Viewsdesk - chasing the global public sphere

April 2005


Internet Governance18:42, April 16, 2005

November is just around the corner, and with it the WSIS meeting in Tunis. At the end of PrepCom II a resource was created to help people communicate and share information between the PrepComs and the Summit.

The World Summit on the Information Society Civil Society Meeting Point is the host of several interesting mailing lists divided into caucuses and working groups.

 
Digital Culture03:57, April 12, 2005

Google intends to digitize millions of documents from American and English university libraries and make them accessible and searchable over the Internet, something that the French will not let go un-noticed, as both The Economist and the New York Times have reported during the last week.

The Economist in particular is deeply sarcastic about the French plan to fund their own digitalization project, calling it anglophobic. I can’t see how this is a bad idea. Isn’t that what everybody should be doing? In Sweden for example, Projekt Runeberg, have been doing the same thing for a decade.

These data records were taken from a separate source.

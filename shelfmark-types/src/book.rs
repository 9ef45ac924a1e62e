//! Request and result types for bibliographic resolution.

use chrono::NaiveDate;
use serde::{Deserialize, Serialize};

use crate::ids::{IdKind, ProviderIds};
use crate::source::Source;

/// A bibliographic lookup request. Immutable once handed to a resolver.
#[derive(Debug, Clone, Default, PartialEq, Eq, Serialize, Deserialize)]
pub struct Query {
    /// Free-text title; may carry a trailing `" by <author>"`.
    pub title: Option<String>,
    /// Author name, when known.
    pub author: Option<String>,
    /// ISBN-10 or ISBN-13 in any common formatting.
    pub isbn: Option<String>,
    /// Publication year.
    pub year: Option<i32>,
    /// Identifiers already known for the item (e.g. a source-native id from a previous match).
    #[serde(default)]
    pub ids: ProviderIds,
}

impl Query {
    /// Start a query from a title.
    pub fn title(title: impl Into<String>) -> Self {
        Self {
            title: Some(title.into()),
            ..Self::default()
        }
    }

    /// Start a query from an ISBN.
    pub fn isbn(isbn: impl Into<String>) -> Self {
        Self {
            isbn: Some(isbn.into()),
            ..Self::default()
        }
    }

    /// Set the author.
    #[must_use]
    pub fn with_author(mut self, author: impl Into<String>) -> Self {
        self.author = Some(author.into());
        self
    }

    /// Set the ISBN.
    #[must_use]
    pub fn with_isbn(mut self, isbn: impl Into<String>) -> Self {
        self.isbn = Some(isbn.into());
        self
    }

    /// Set the publication year.
    #[must_use]
    pub const fn with_year(mut self, year: i32) -> Self {
        self.year = Some(year);
        self
    }

    /// Attach a known identifier.
    #[must_use]
    pub fn with_id(mut self, kind: IdKind, value: impl Into<String>) -> Self {
        self.ids.set(kind, value);
        self
    }

    /// The title, if present and not blank.
    #[must_use]
    pub fn title_str(&self) -> Option<&str> {
        non_blank(self.title.as_deref())
    }

    /// The author, if present and not blank.
    #[must_use]
    pub fn author_str(&self) -> Option<&str> {
        non_blank(self.author.as_deref())
    }

    /// The ISBN as supplied, if present and not blank.
    #[must_use]
    pub fn isbn_str(&self) -> Option<&str> {
        non_blank(self.isbn.as_deref())
    }
}

fn non_blank(s: Option<&str>) -> Option<&str> {
    s.filter(|v| !v.trim().is_empty())
}

/// One provider record converted into a comparable search result.
#[derive(Debug, Clone, PartialEq, Serialize, Deserialize)]
pub struct Candidate {
    /// Source the record came from.
    pub source: Source,
    /// Display name: title plus `": subtitle"` when a subtitle exists.
    pub name: String,
    /// Authors as reported by the source.
    #[serde(default)]
    pub authors: Vec<String>,
    /// Short description or excerpt.
    pub overview: Option<String>,
    /// Publication year.
    pub year: Option<i32>,
    /// Cover image url.
    pub image_url: Option<String>,
    /// Source-native id and, when discoverable, a normalized ISBN.
    #[serde(default)]
    pub ids: ProviderIds,
}

impl Candidate {
    /// Create a candidate with only a name.
    pub fn new(source: Source, name: impl Into<String>) -> Self {
        Self {
            source,
            name: name.into(),
            authors: Vec::new(),
            overview: None,
            year: None,
            image_url: None,
            ids: ProviderIds::new(),
        }
    }

    /// The identifier that addresses this candidate on its own source.
    #[must_use]
    pub fn native_id(&self) -> Option<&str> {
        self.ids.get(self.source.native_id())
    }

    /// Authors joined into one string for matching, if any are known.
    #[must_use]
    pub fn author_line(&self) -> Option<String> {
        if self.authors.is_empty() {
            None
        } else {
            Some(self.authors.join(", "))
        }
    }
}

/// A candidate together with its 0–100 match score against the query that produced it.
#[derive(Debug, Clone, PartialEq, Serialize, Deserialize)]
pub struct ScoredCandidate {
    /// The candidate record.
    pub candidate: Candidate,
    /// Composite match score in `0..=100`.
    pub score: u8,
}

/// A fully fetched record mapped into host-neutral output fields.
#[derive(Debug, Clone, Default, PartialEq, Serialize, Deserialize)]
pub struct BookRecord {
    /// Title plus `": subtitle"` when a subtitle exists.
    pub name: String,
    /// Description or joined excerpts.
    pub overview: Option<String>,
    /// Authors as reported by the source.
    pub authors: Vec<String>,
    /// Publisher names.
    pub publishers: Vec<String>,
    /// Parsed publication date.
    pub premiere_date: Option<NaiveDate>,
    /// Publication year.
    pub year: Option<i32>,
    /// Categories or subjects.
    pub genres: Vec<String>,
    /// Community rating on a 10-point scale.
    pub community_rating: Option<f32>,
    /// Uppercase language code.
    pub language: Option<String>,
    /// Cover image url.
    pub image_url: Option<String>,
    /// Source-native id and normalized ISBN (ISBN-13 preferred).
    pub ids: ProviderIds,
}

Besides, Google’s PageRank system is not without problems, and the French culture minister Renaud Donnedieu de Vabres might actually have a point: “I do not believe”, he wrote in Le Monde, “that the only key to access our culture should be the automatic ranking by popularity, which has been behind Google’s success.”

Google is indeed excellent for many of our daily routines, but can we really trust it to be the keeper of all knowledge and does it really have the wisdom to tell good from bad?

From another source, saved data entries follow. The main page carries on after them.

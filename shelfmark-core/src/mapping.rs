//! Conversion of raw provider payloads into candidates and resolved records.

use chrono::{Datelike, NaiveDate};

use crate::google_books::{IndustryIdentifier, Volume, VolumeInfo};
use crate::isbn::Isbn;
use crate::open_library::{Book, SearchDoc};
use crate::{BookRecord, Candidate, IdKind, ProviderIds, RawRecord, RawResult, Source};

const OPEN_LIBRARY_COVER_URL: &str = "https://covers.openlibrary.org/b/id";

/// Convert a search payload into candidates, preserving provider order.
///
/// Entries without a derivable name are discarded.
#[must_use]
pub fn candidates_from(raw: &RawResult) -> Vec<Candidate> {
    let out: Vec<Candidate> = match raw {
        RawResult::GoogleBooks(resp) => resp.items.iter().filter_map(volume_candidate).collect(),
        RawResult::OpenLibraryBooks(resp) => {
            resp.iter().filter_map(|(_, book)| book_candidate(book)).collect()
        }
        RawResult::OpenLibrarySearch(resp) => resp.docs.iter().filter_map(doc_candidate).collect(),
    };
    #[cfg(feature = "tracing")]
    tracing::trace!(source = %raw.source(), count = out.len(), "mapped candidates");
    out
}

/// Map a fetched record into output fields. Returns `None` when the record has no title.
#[must_use]
pub fn record_from(raw: &RawRecord) -> Option<BookRecord> {
    match raw {
        RawRecord::GoogleBooks(volume) => volume_record(volume),
        RawRecord::OpenLibrary(book) => book_record(book),
    }
}

/// Parse a free-text publication date.
///
/// Accepts ISO dates (`2005-08-02`, `2005-08`, `2005`) and the English long forms sources
/// emit (`August 2, 2005`, `Aug 2, 2005`, `2 August 2005`, `August 2005`). Partial dates
/// resolve to the first day of the period.
#[must_use]
pub fn parse_publication_date(text: &str) -> Option<NaiveDate> {
    let text = text.trim().trim_end_matches('.');
    const FULL: [&str; 5] = ["%Y-%m-%d", "%B %d, %Y", "%b %d, %Y", "%d %B %Y", "%d %b %Y"];
    for fmt in FULL {
        if let Ok(d) = NaiveDate::parse_from_str(text, fmt) {
            return Some(d);
        }
    }
    const MONTH: [&str; 3] = ["%Y-%m", "%B %Y", "%b %Y"];
    for fmt in MONTH {
        let padded = format!("1 {text}");
        let fmt_padded = format!("%d {fmt}");
        if let Ok(d) = NaiveDate::parse_from_str(&padded, &fmt_padded) {
            return Some(d);
        }
    }
    if text.len() == 4 && text.bytes().all(|b| b.is_ascii_digit()) {
        return text
            .parse::<i32>()
            .ok()
            .and_then(|y| NaiveDate::from_ymd_opt(y, 1, 1));
    }
    None
}

fn display_name(title: Option<&str>, subtitle: Option<&str>) -> Option<String> {
    let title = title.map(str::trim).filter(|t| !t.is_empty())?;
    match subtitle.map(str::trim).filter(|s| !s.is_empty()) {
        Some(sub) => Some(format!("{title}: {sub}")),
        None => Some(title.to_string()),
    }
}

/// Pick a normalized ISBN, preferring a valid ISBN-13 and upgrading a valid ISBN-10.
fn preferred_isbn<'a>(values: impl IntoIterator<Item = &'a str>) -> Option<String> {
    let parsed: Vec<Isbn> = values
        .into_iter()
        .filter_map(|v| Isbn::parse(v).ok())
        .collect();
    parsed
        .iter()
        .find(|i| matches!(i, Isbn::Isbn13(_)))
        .or_else(|| parsed.first())
        .map(Isbn::to_isbn13)
}

fn google_isbn(ids: &[IndustryIdentifier]) -> Option<String> {
    preferred_isbn(
        ids.iter()
            .filter(|i| {
                i.kind
                    .as_deref()
                    .is_some_and(|k| k.to_ascii_uppercase().contains("ISBN"))
            })
            .filter_map(|i| i.identifier.as_deref()),
    )
}

fn open_library_isbn(book: &Book) -> Option<String> {
    let ids = book.identifiers.as_ref()?;
    preferred_isbn(ids.isbn_13.iter().chain(&ids.isbn_10).map(String::as_str))
}

fn volume_candidate(volume: &Volume) -> Option<Candidate> {
    let info = volume.volume_info.as_ref()?;
    let name = display_name(info.title.as_deref(), info.subtitle.as_deref())?;
    let mut c = Candidate::new(Source::GoogleBooks, name);
    c.authors.clone_from(&info.authors);
    c.overview.clone_from(&info.description);
    c.year = info
        .published_date
        .as_deref()
        .and_then(parse_publication_date)
        .map(|d| d.year());
    c.image_url = info
        .image_links
        .as_ref()
        .and_then(|l| l.largest())
        .map(str::to_string);
    c.ids = volume_ids(volume, info);
    Some(c)
}

fn volume_ids(volume: &Volume, info: &VolumeInfo) -> ProviderIds {
    let mut ids = ProviderIds::new();
    if let Some(id) = &volume.id {
        ids.set(IdKind::GoogleBooks, id.clone());
    }
    if let Some(isbn) = google_isbn(&info.industry_identifiers) {
        ids.set(IdKind::Isbn, isbn);
    }
    ids
}

fn book_candidate(book: &Book) -> Option<Candidate> {
    let name = display_name(book.title.as_deref(), book.subtitle.as_deref())?;
    let mut c = Candidate::new(Source::OpenLibrary, name);
    c.authors = book.authors.iter().filter_map(|a| a.name.clone()).collect();
    c.overview = book.excerpts.iter().find_map(|e| e.text.clone());
    c.year = book
        .publish_date
        .as_deref()
        .and_then(parse_publication_date)
        .map(|d| d.year());
    c.image_url = book.cover.as_ref().and_then(|cv| cv.largest()).map(str::to_string);
    c.ids = book_ids(book);
    Some(c)
}

fn book_ids(book: &Book) -> ProviderIds {
    let mut ids = ProviderIds::new();
    if let Some(url) = &book.url {
        ids.set(IdKind::OpenLibrary, url.clone());
    }
    if let Some(isbn) = open_library_isbn(book) {
        ids.set(IdKind::Isbn, isbn);
    }
    ids
}

fn doc_candidate(doc: &SearchDoc) -> Option<Candidate> {
    let name = display_name(doc.title.as_deref(), doc.subtitle.as_deref())?;
    let mut c = Candidate::new(Source::OpenLibrary, name);
    c.authors.clone_from(&doc.author_name);
    c.year = doc.first_publish_year;
    c.image_url = doc
        .cover_id
        .map(|id| format!("{OPEN_LIBRARY_COVER_URL}/{id}-L.jpg"));
    if let Some(key) = &doc.key {
        c.ids.set(IdKind::OpenLibrary, key.clone());
    }
    if let Some(isbn) = preferred_isbn(doc.isbn.iter().map(String::as_str)) {
        c.ids.set(IdKind::Isbn, isbn);
    }
    Some(c)
}

fn volume_record(volume: &Volume) -> Option<BookRecord> {
    let info = volume.volume_info.as_ref()?;
    let name = display_name(info.title.as_deref(), info.subtitle.as_deref())?;
    let date = info.published_date.as_deref().and_then(parse_publication_date);
    Some(BookRecord {
        name,
        overview: info.description.clone(),
        authors: info.authors.clone(),
        publishers: info
            .publisher
            .iter()
            .filter(|p| !p.trim().is_empty())
            .cloned()
            .collect(),
        premiere_date: date,
        year: date.map(|d| d.year()),
        genres: info.categories.clone(),
        // 5-point scale upstream
        community_rating: info.average_rating.map(|r| (r * 2.0) as f32),
        language: info
            .language
            .as_deref()
            .filter(|l| !l.is_empty())
            .map(str::to_uppercase),
        image_url: info
            .image_links
            .as_ref()
            .and_then(|l| l.largest())
            .map(str::to_string),
        ids: volume_ids(volume, info),
    })
}

fn book_record(book: &Book) -> Option<BookRecord> {
    let name = display_name(book.title.as_deref(), book.subtitle.as_deref())?;
    let date = book.publish_date.as_deref().and_then(parse_publication_date);
    let excerpts: Vec<&str> = book
        .excerpts
        .iter()
        .filter_map(|e| e.text.as_deref())
        .collect();
    Some(BookRecord {
        name,
        overview: (!excerpts.is_empty()).then(|| excerpts.join("\n\n")),
        authors: book.authors.iter().filter_map(|a| a.name.clone()).collect(),
        publishers: book
            .publishers
            .iter()
            .filter_map(|p| p.name.clone())
            .filter(|n| !n.is_empty())
            .collect(),
        premiere_date: date,
        year: date.map(|d| d.year()),
        genres: book
            .subjects
            .iter()
            .filter_map(|s| s.name.clone())
            .filter(|n| !n.is_empty())
            .collect(),
        community_rating: None,
        language: None,
        image_url: book.cover.as_ref().and_then(|c| c.largest()).map(str::to_string),
        ids: book_ids(book),
    })
}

Let me give you an example. A few months ago, at the WebCred conference, the participants of a panel discussion talked a structural problem with Google. See, in order to rank importance of pages Google count how many other pages are linking to that particular page. What the WebCred participants discussed was if there could be a way of disqualifying some links from that count. Their worry was that if they linked to a page they didn’t agree with, say a democratic blogger who linked to a republican site, that link would still count – and they end up helping their opponent to achieve a higher ranking, and thus more visitors.

My worries are that if this were to be put in practice Google’s index would be completely and utterly bland. The pages that would show up on top would be whatever idea or view people could agree on, and getting low page ranks would in effect silence any opposition. Keep in mind that plurality is an asset – even though search engines would like us all to be satisfied with the same results, regardless of who we are.

This is also the same problem with smaller languages. Even though English is the lingua franca of the Internet, this does not mean that caring for another language is protectionistic, right? Surly, most people recognize the importance of at least some of the French philosophers, to name just one category of which I’m sure the French will digitize.

“I have nothing in particular against Google,” Jean-No?l Jeanneney, head of France’s Biblioth?que Nationale, told L’Express. “I simply note that this commercial company is the expression of the American system, in which the law of the market is king.”

Keep in mind, that in an historical perspective, the really outstanding artists or great thinkers are rarely appreciated in their own time. (Or by the search engines of their own time, I’m sure.)

 
Internet Governance01:33, April 11, 2005

In their publication What to do About ICANN: A Proposal for Structural Reform (PDF), the Internet Governance Project suggests some changes to the organization of Internet Corporation for Assigned Names and Numbers (ICANN). The organizations close ties to the US government is in focus. The background is the upcoming WSIS-conference, and the three suggestions are very concrete and certainly both feasible and good.

Three structural reforms are proposed: 1 Create an international oversight body to replace US oversight of ICANN and ICANN’s Governmental Advisory Committee; 2 restore ICANN’s global Board elections; 3 Give ccTLD managers and Internet Protocol address users a choice of governance arrangements by sharing responsibility for the Internet root zone between ICANN and the ITU.

However, the report does not (specifically) address the difficulties with influence from non-democratic governments. This is a delicate issue. Should repressive governments be given a vote in these issues? Will citizens in countries with limited or no freedom of speech be better or worse off, if control over the Internet is handed to the UN? That’s the real question.

They do however suggest a peer-to-peer model where the International Telecommunications Union is given their own IPv6 address blocks and acts as a parallel registrar to ICANN, in about the same way as many other Western democracies divide power into different branches.

 
Uncategorized02:36, April 1, 2005

I have, in earlier posts, pointed out the ease of participating in the public sphere by hosting your own blog. Well, today (or yesterday, really) another side of it showed its ugly face. My disk crashed and took this entire blog with it.

I managed to scrape together the pieces and get it back online again – but not in it’s original form. I decided to move another blogging-tool while I was at it, and the default design will have to do for a few days.

Most importantly – you all have to update your RSS-feeds! The new address is:

https://viewsdesk.com/feed/

I’m sorry for this. But I’m sure nobody will suffer as much as I do.

Update: I think I’ve created a workaround so that you won’t have to change update the feeds after all. If you’re reading this in your aggregator, you’re definitely home safe.